Wednesday, 16 September 2015
Oklahoma F (Embassy Suites Hotel and Conference Center )
Wind retrieval from Multiple Doppler radar is an excellent tool to understand dynamics of precipitation systems. Variational multiple-Doppler radar synthesis is commonly used. Uncertainty in this method is due to the Laplacian smoothing term and the balance of each cost-function. In addition, the spectral width broadening effect can overcome this uncertainty when significant turbulence and variation of winds exist within a radar sampling volume. In this study, we try to quantify the relative importance of spectral width broadening and methodology-induced error sources.
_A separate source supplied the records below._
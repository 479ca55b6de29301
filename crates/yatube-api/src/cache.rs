use std::collections::HashMap;
use std::sync::Mutex;
use std::time::{Duration, Instant};

use tracing::debug;

/// Whole-response cache for the index listing, keyed by the raw `page`
/// query value. Entries expire after `ttl` and are dropped on the next write;
/// writes to posts do not invalidate it.
pub struct PageCache {
    ttl: Duration,
    entries: Mutex<HashMap<String, (Instant, String)>>,
}

impl PageCache {
    pub fn new(ttl: Duration) -> Self {
        Self {
            ttl,
            entries: Mutex::new(HashMap::new()),
        }
    }

    pub fn disabled() -> Self {
        Self::new(Duration::ZERO)
    }

    pub fn is_enabled(&self) -> bool {
        !self.ttl.is_zero()
    }

    pub fn get(&self, key: &str) -> Option<String> {
        self.get_at(key, Instant::now())
    }

    fn get_at(&self, key: &str, now: Instant) -> Option<String> {
        if !self.is_enabled() {
            return None;
        }
        let mut entries = self.entries.lock().unwrap_or_else(|e| e.into_inner());
        match entries.get(key) {
            Some((stored, body)) if now.duration_since(*stored) < self.ttl => Some(body.clone()),
            Some(_) => {
                entries.remove(key);
                None
            }
            None => None,
        }
    }

    pub fn put(&self, key: &str, body: String) {
        self.put_at(key, body, Instant::now());
    }

    fn put_at(&self, key: &str, body: String, now: Instant) {
        if !self.is_enabled() {
            return;
        }
        let mut entries = self.entries.lock().unwrap_or_else(|e| e.into_inner());
        // Raw keys may never be read again
        entries.retain(|_, (stored, _)| now.duration_since(*stored) < self.ttl);
        entries.insert(key.to_string(), (now, body));
    }

    /// Drop everything.
    pub fn clear(&self) {
        let mut entries = self.entries.lock().unwrap_or_else(|e| e.into_inner());
        debug!("Clearing {} cached index pages", entries.len());
        entries.clear();
    }
}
Three-dimensional wind fields and microphysical variables from Weather Research and Forecasting (WRF) model data are used to simulate reflectivity, wind fields, and radial velocity data. The three-dimensional wind fields are then retrieved by a variational multiple-Doppler radar synthesis method proposed by Liou and Chang (2009). The comparison between retrieved wind and WRF model wind indicates that the area with large vorticity (> 0.007 s-1) and vertical shear (> 0.07 s-1) shows large root mean squared error (rmse) value (> 15 ms-1), whereas the area with small vorticity (< 0.00025 s-1) and vertical shear (< 0.0025 s-1) shows lower rmse value (< 2 ms-1). On the other hand, the comparison between retrieved radial velocity and simulated radial velocity shows small rmse value (< 2 ms-1). These results indicate that uncertainty from spectral width broadening effect is more significant than uncertainty from variational method.
Acknowledgment This research was supported by a grant (14AWMP-B079364-01) from Water Management Research Program funded by Ministry of Land, Infrastructure and Transport of Korean government.